US 11,836,163 B1
System and method for data drift detection to improve data integrity for data within a database
Amalendu K. Iyer, Millbrae, CA (US); Bashir Rastegarpanah, Mountain View, CA (US); Joshua G. Rubin, Redwood City, CA (US); and Krishnaram Kenthapadi, Sunnyvale, CA (US)
Assigned to Fiddler Labs, Inc., Palo Alto, CA (US)
Filed by Fiddler Labs, Inc., Palo Alto, CA (US)
Filed on Jul. 25, 2022, as Appl. No. 17/814,727.
Int. Cl. G06F 16/00 (2019.01); G06F 16/28 (2019.01); G06F 16/25 (2019.01)

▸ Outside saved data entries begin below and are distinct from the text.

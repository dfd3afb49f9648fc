use std::fs;
use std::io;
use std::path::{Path, PathBuf};

use super::{is_valid_name, Macro, MacroRef, Origin};
use crate::time::Timestamp;

/// A directory of macro files. The file's mtime is the macro's
/// `modified_at`.
#[derive(Clone, Debug)]
pub struct LocalStore {
    dir: PathBuf,
    extensions: Vec<String>,
}

impl LocalStore {
    pub fn new(dir: impl Into<PathBuf>, extensions: &[String]) -> Self {
        Self {
            dir: dir.into(),
            extensions: extensions.iter().map(|e| e.trim_start_matches('.').to_lowercase()).collect(),
        }
    }

    pub fn dir(&self) -> &Path {
        &self.dir
    }

    fn accepts(&self, path: &Path) -> bool {
        path.extension()
            .and_then(|e| e.to_str())
            .map(|e| self.extensions.iter().any(|x| x.eq_ignore_ascii_case(e)))
            .unwrap_or(false)
    }

    /// Path of an existing macro file with this name, whatever its extension.
    fn find(&self, name: &str) -> io::Result<Option<PathBuf>> {
        if !self.dir.is_dir() {
            return Ok(None);
        }
        for entry in fs::read_dir(&self.dir)? {
            let path = entry?.path();
            if path.is_file()
                && self.accepts(&path)
                && path.file_stem().and_then(|s| s.to_str()) == Some(name)
            {
                return Ok(Some(path));
            }
        }
        Ok(None)
    }

    /// Top-level macro files, sorted by name. A missing directory is empty.
    pub fn list(&self) -> io::Result<Vec<MacroRef>> {
        if !self.dir.is_dir() {
            return Ok(Vec::new());
        }
        let mut out = Vec::new();
        for entry in fs::read_dir(&self.dir)? {
            let entry = entry?;
            let path = entry.path();
            if !path.is_file() || !self.accepts(&path) {
                continue;
            }
            let Some(name) = path.file_stem().and_then(|s| s.to_str()) else {
                continue;
            };
            if !is_valid_name(name) {
                continue;
            }
            let modified = entry.metadata()?.modified()?;
            out.push(MacroRef {
                name: name.to_string(),
                modified_at: Timestamp::from_system_time(modified),
            });
        }
        out.sort_by(|a, b| a.name.cmp(&b.name));
        Ok(out)
    }

    pub fn read(&self, name: &str) -> io::Result<Macro> {
        let path = self
            .find(name)?
            .ok_or_else(|| io::Error::new(io::ErrorKind::NotFound, format!("no local macro {name}")))?;
        let content = fs::read_to_string(&path)?;
        let modified = fs::metadata(&path)?.modified()?;
        Ok(Macro {
            name: name.to_string(),
            content,
            origin: Origin::Local,
            modified_at: Timestamp::from_system_time(modified),
        })
    }

    /// Overwrite an existing file in place, or create `{name}.gcode`.
    pub fn write(&self, name: &str, content: &str) -> io::Result<PathBuf> {
        if !is_valid_name(name) {
            return Err(io::Error::new(
                io::ErrorKind::InvalidInput,
                format!("invalid macro name {name:?}"),
            ));
        }
        fs::create_dir_all(&self.dir)?;
        let path = match self.find(name)? {
            Some(path) => path,
            None => self.dir.join(format!("{name}.gcode")),
        };
        fs::write(&path, content)?;
        Ok(path)
    }

    pub fn set_modified(&self, name: &str, at: Timestamp) -> io::Result<()> {
        let path = self
            .find(name)?
            .ok_or_else(|| io::Error::new(io::ErrorKind::NotFound, format!("no local macro {name}")))?;
        let file = fs::OpenOptions::new().write(true).open(&path)?;
        file.set_modified(at.to_system_time())
    }

    /// Returns whether a file was removed.
    pub fn delete(&self, name: &str) -> io::Result<bool> {
        match self.find(name)? {
            Some(path) => {
                fs::remove_file(path)?;
                Ok(true)
            }
            None => Ok(false),
        }
    }

    /// Every macro file path, for backups.
    pub fn files(&self) -> io::Result<Vec<PathBuf>> {
        if !self.dir.is_dir() {
            return Ok(Vec::new());
        }
        let mut out = Vec::new();
        for entry in fs::read_dir(&self.dir)? {
            let path = entry?.path();
            if path.is_file() && self.accepts(&path) {
                out.push(path);
            }
        }
        out.sort();
        Ok(out)
    }
}
use std::collections::HashMap;

use tracing::trace;

use crate::value::Value;

/// Identifier to value mapping that lives for a whole session.
#[derive(Debug, Default, PartialEq, Clone)]
pub struct VariableStore {
    store: HashMap<String, Value>,
}

impl VariableStore {
    pub fn new() -> Self {
        Self::default()
    }

    /// A name that was never assigned reads as [`Value::Undefined`].
    pub fn get(&self, name: &str) -> Value {
        self.store.get(name).copied().unwrap_or(Value::Undefined)
    }

    pub fn set(&mut self, name: &str, value: Value) -> Value {
        trace!(variable = name, %value, "store");
        self.store.insert(name.to_string(), value);
        value
    }

    pub fn len(&self) -> usize {
        self.store.len()
    }

    pub fn is_empty(&self) -> bool {
        self.store.is_empty()
    }

    pub fn iter(&self) -> impl Iterator<Item = (&str, &Value)> {
        self.store.iter().map(|(name, value)| (name.as_str(), value))
    }
}

#[cfg(test)]
mod tests {
    use super::*;

    #[test]
    fn test_get_and_set() {
        let mut store = VariableStore::new();
        assert!(store.is_empty());
        assert_eq!(store.get("a"), Value::Undefined);

        assert_eq!(store.set("a", Value::Integer(4)), Value::Integer(4));
        assert_eq!(store.get("a"), Value::Integer(4));
        assert_eq!(store.get("a"), Value::Integer(4));

        store.set("a", Value::Float(0.5));
        store.set("b", Value::Bool(false));
        assert_eq!(store.get("a"), Value::Float(0.5));
        assert_eq!(store.len(), 2);

        let mut names: Vec<&str> = store.iter().map(|(name, _)| name).collect();
        names.sort();
        assert_eq!(names, vec!["a", "b"]);
    }
}
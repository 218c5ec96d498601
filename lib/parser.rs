use tracing::trace;

use crate::{
    ast::{Command, Node},
    error::ParseError,
    token::{Number, Token, TokenKind},
};

type Result<T> = std::result::Result<T, ParseError>;

type BinaryNode = fn(Box<Node>, Box<Node>) -> Node;

const ADDITIVE: &[TokenKind] = &[TokenKind::Plus, TokenKind::Minus];
const MULTIPLICATIVE: &[TokenKind] = &[TokenKind::Multiply, TokenKind::Divide];
const SIGN: &[TokenKind] = &[TokenKind::Plus, TokenKind::Minus];
const COMPARISON: &[TokenKind] = &[
    TokenKind::Eq,
    TokenKind::Neq,
    TokenKind::Gt,
    TokenKind::Ge,
    TokenKind::Lt,
    TokenKind::Le,
];

pub fn parse(tokens: Vec<Token>) -> Result<Node> {
    Parser::new(tokens).parse()
}

/// Recursive-descent parser for exactly one statement.
///
/// ```text
/// Command             ::= ID ( ':=' ArithExp | IdlessTail ) ';'
///                       | NonIdArithOrCompare ';'
///                       | QUIT [ ';' ]
/// IdlessTail          ::= { ('+'|'-') Term | ('*'|'/') Factor } [ CompareOp ArithExp ]
/// NonIdArithOrCompare ::= NonIdArithExp [ CompareOp ArithExp ]
/// NonIdArithExp       ::= NonIdTerm { ('+'|'-') Term }
/// NonIdTerm           ::= NonIdFactor { ('*'|'/') Factor }
/// NonIdFactor         ::= [SIGN] NUM | '(' ArithExp ')'
/// ArithExp            ::= Term { ('+'|'-') Term }
/// Term                ::= Factor { ('*'|'/') Factor }
/// Factor              ::= ID | [SIGN] NUM | '(' ArithExp ')'
/// CompareOp           ::= '=' | '<>' | '>' | '>=' | '<' | '<='
/// ```
pub struct Parser {
    tokens: Vec<Token>,
    position: usize,
}

impl Parser {
    /// Comments are dropped here; they never take part in the grammar.
    pub fn new(tokens: Vec<Token>) -> Self {
        Self {
            tokens: tokens
                .into_iter()
                .filter(|token| !token.is(TokenKind::Comment))
                .collect(),
            position: 0,
        }
    }

    pub fn parse(&mut self) -> Result<Node> {
        self.position = 0;
        let statement = self.parse_command()?;

        if let Some(token) = self.cur_token() {
            return Err(ParseError::new(
                Some(token.clone()),
                "only one statement is allowed per input",
            ));
        }

        Ok(statement)
    }

    fn parse_command(&mut self) -> Result<Node> {
        trace!(position = self.position, "command");

        if let Some(Token::Id(name)) = self.match_token(&[TokenKind::Id]) {
            let statement = if self.match_token(&[TokenKind::Assign]).is_some() {
                let value = self.parse_arith_exp()?;
                Node::assign(name, value)
            } else {
                self.parse_idless_tail(Node::Id(name))?
            };
            self.consume(TokenKind::Semi, "semicolon required")?;
            return Ok(statement);
        }

        if self.match_token(&[TokenKind::Quit]).is_some() {
            // a trailing `;` after quit is optional
            self.match_token(&[TokenKind::Semi]);
            return Ok(Node::Command(Command::Quit));
        }

        let statement = self.parse_non_id_arith_or_compare()?;
        self.consume(TokenKind::Semi, "semicolon required")?;
        Ok(statement)
    }

    fn parse_idless_tail(&mut self, first: Node) -> Result<Node> {
        trace!(position = self.position, "idless tail");

        let mut expression = first;
        loop {
            if let Some(token) = self.match_token(ADDITIVE) {
                let right = self.parse_term()?;
                expression = additive(&token)(Box::new(expression), Box::new(right));
            } else if let Some(token) = self.match_token(MULTIPLICATIVE) {
                let right = self.parse_factor()?;
                expression = multiplicative(&token)(Box::new(expression), Box::new(right));
            } else {
                break;
            }
        }

        self.parse_comparison_tail(expression)
    }

    fn parse_non_id_arith_or_compare(&mut self) -> Result<Node> {
        trace!(position = self.position, "non-id arith or compare");

        let expression = self.parse_non_id_arith_exp()?;
        self.parse_comparison_tail(expression)
    }

    fn parse_comparison_tail(&mut self, left: Node) -> Result<Node> {
        match self.match_token(COMPARISON) {
            Some(token) => {
                let right = self.parse_arith_exp()?;
                Ok(comparison(&token)(Box::new(left), Box::new(right)))
            }
            None => Ok(left),
        }
    }

    fn parse_non_id_arith_exp(&mut self) -> Result<Node> {
        trace!(position = self.position, "non-id arith exp");

        let mut expression = self.parse_non_id_term()?;
        while let Some(token) = self.match_token(ADDITIVE) {
            let right = self.parse_term()?;
            expression = additive(&token)(Box::new(expression), Box::new(right));
        }
        Ok(expression)
    }

    fn parse_non_id_term(&mut self) -> Result<Node> {
        trace!(position = self.position, "non-id term");

        let mut expression = self.parse_non_id_factor()?;
        while let Some(token) = self.match_token(MULTIPLICATIVE) {
            let right = self.parse_factor()?;
            expression = multiplicative(&token)(Box::new(expression), Box::new(right));
        }
        Ok(expression)
    }

    fn parse_non_id_factor(&mut self) -> Result<Node> {
        trace!(position = self.position, "non-id factor");

        match self.cur_token().map(Token::kind) {
            Some(TokenKind::Plus | TokenKind::Minus | TokenKind::Num) => self.parse_signed_number(),
            Some(TokenKind::LParen) => self.parse_grouped_expression(),
            _ => Err(self.error("expected a number or '(' to start the statement")),
        }
    }

    fn parse_arith_exp(&mut self) -> Result<Node> {
        trace!(position = self.position, "arith exp");

        let mut expression = self.parse_term()?;
        while let Some(token) = self.match_token(ADDITIVE) {
            let right = self.parse_term()?;
            expression = additive(&token)(Box::new(expression), Box::new(right));
        }
        Ok(expression)
    }

    fn parse_term(&mut self) -> Result<Node> {
        trace!(position = self.position, "term");

        let mut expression = self.parse_factor()?;
        while let Some(token) = self.match_token(MULTIPLICATIVE) {
            let right = self.parse_factor()?;
            expression = multiplicative(&token)(Box::new(expression), Box::new(right));
        }
        Ok(expression)
    }

    fn parse_factor(&mut self) -> Result<Node> {
        trace!(position = self.position, "factor");

        match self.cur_token().map(Token::kind) {
            Some(TokenKind::Id) => match self.next_token() {
                Some(Token::Id(name)) => Ok(Node::Id(name)),
                token => Err(ParseError::new(token, "expected identifier")),
            },
            Some(TokenKind::Plus | TokenKind::Minus | TokenKind::Num) => self.parse_signed_number(),
            Some(TokenKind::LParen) => self.parse_grouped_expression(),
            _ => Err(self.error("expected an identifier, a number or '('")),
        }
    }

    fn parse_signed_number(&mut self) -> Result<Node> {
        let sign = self.match_token(SIGN);
        let message = match sign {
            Some(_) => "number expected after sign",
            None => "number expected",
        };

        let number = match self.consume(TokenKind::Num, message)? {
            Token::Num(number) => number,
            token => return Err(ParseError::new(Some(token), message)),
        };

        let number = match sign {
            Some(Token::Minus) => number.negate(),
            _ => number,
        };

        Ok(number_leaf(number))
    }

    fn parse_grouped_expression(&mut self) -> Result<Node> {
        self.consume(TokenKind::LParen, "'(' expected")?;
        let expression = self.parse_arith_exp()?;
        self.consume(TokenKind::RParen, "missing right parenthesis")?;
        Ok(expression)
    }

    fn cur_token(&self) -> Option<&Token> {
        self.tokens.get(self.position)
    }

    fn next_token(&mut self) -> Option<Token> {
        let token = self.tokens.get(self.position).cloned();
        if token.is_some() {
            self.position += 1;
        }
        token
    }

    fn match_token(&mut self, kinds: &[TokenKind]) -> Option<Token> {
        match self.cur_token() {
            Some(token) if kinds.contains(&token.kind()) => self.next_token(),
            _ => None,
        }
    }

    fn consume(&mut self, kind: TokenKind, message: &str) -> Result<Token> {
        self.match_token(&[kind]).ok_or_else(|| self.error(message))
    }

    fn error(&self, message: &str) -> ParseError {
        ParseError::new(self.cur_token().cloned(), message)
    }
}

/// Whole-valued literals become `Integer` leaves, everything else `Float`.
fn number_leaf(number: Number) -> Node {
    match number {
        Number::Integer(value) => Node::Integer(value),
        Number::Float(value)
            if value.fract() == 0.0 && value >= i64::MIN as f64 && value < i64::MAX as f64 =>
        {
            Node::Integer(value as i64)
        }
        Number::Float(value) => Node::Float(value),
    }
}

fn additive(token: &Token) -> BinaryNode {
    match token {
        Token::Minus => Node::Sub,
        _ => Node::Add,
    }
}

fn multiplicative(token: &Token) -> BinaryNode {
    match token {
        Token::Divide => Node::Divide,
        _ => Node::Multiply,
    }
}

fn comparison(token: &Token) -> BinaryNode {
    match token {
        Token::Neq => Node::Neq,
        Token::Gt => Node::Gt,
        Token::Ge => Node::Ge,
        Token::Lt => Node::Lt,
        Token::Le => Node::Le,
        _ => Node::Eq,
    }
}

CPC G06F 16/285 (2019.01) [G06F 16/252 (2019.01); G06F 16/258 (2019.01)] 21 Claims
OG exemplary drawing
 
1. A method, comprising:
receiving a first set of data having dimensionality greater than a predetermined value;
generating a first set of vector representations from the first set of data using a vectorization model, the first set of vector representations having dimensionality not greater than the predetermined value;
generating a set of clusters from the first set of vector representations;
determining a statistical property associated with each cluster from the set of clusters to generate a set of statistical properties;
associating, using the set of statistical properties and to generate a distribution associated with the first set of vector representations, each vector representation from the first set of vector representations to a cluster from the set of clusters;
receiving a second set of data having dimensionality greater than the predetermined value, the second set of data different than the first set of data;
generating a second set of vector representations from the second set of data using the vectorization model, the second set of vector representations not having dimensionality greater than the predetermined value;
associating, using the set of statistical properties and to generate a distribution associated with the second set of vector representations, each vector representation from the second set of vector representations to a cluster from the set of clusters;
detecting, based on a comparison of the distribution associated with the first set of vector representations with the distribution associated with the second set of vector representations, data drift between the first set of vector representations and the second set of vector representations; and
causing transmission of a signal to cause a remedial action in response to the data drift exceeding a data drift threshold.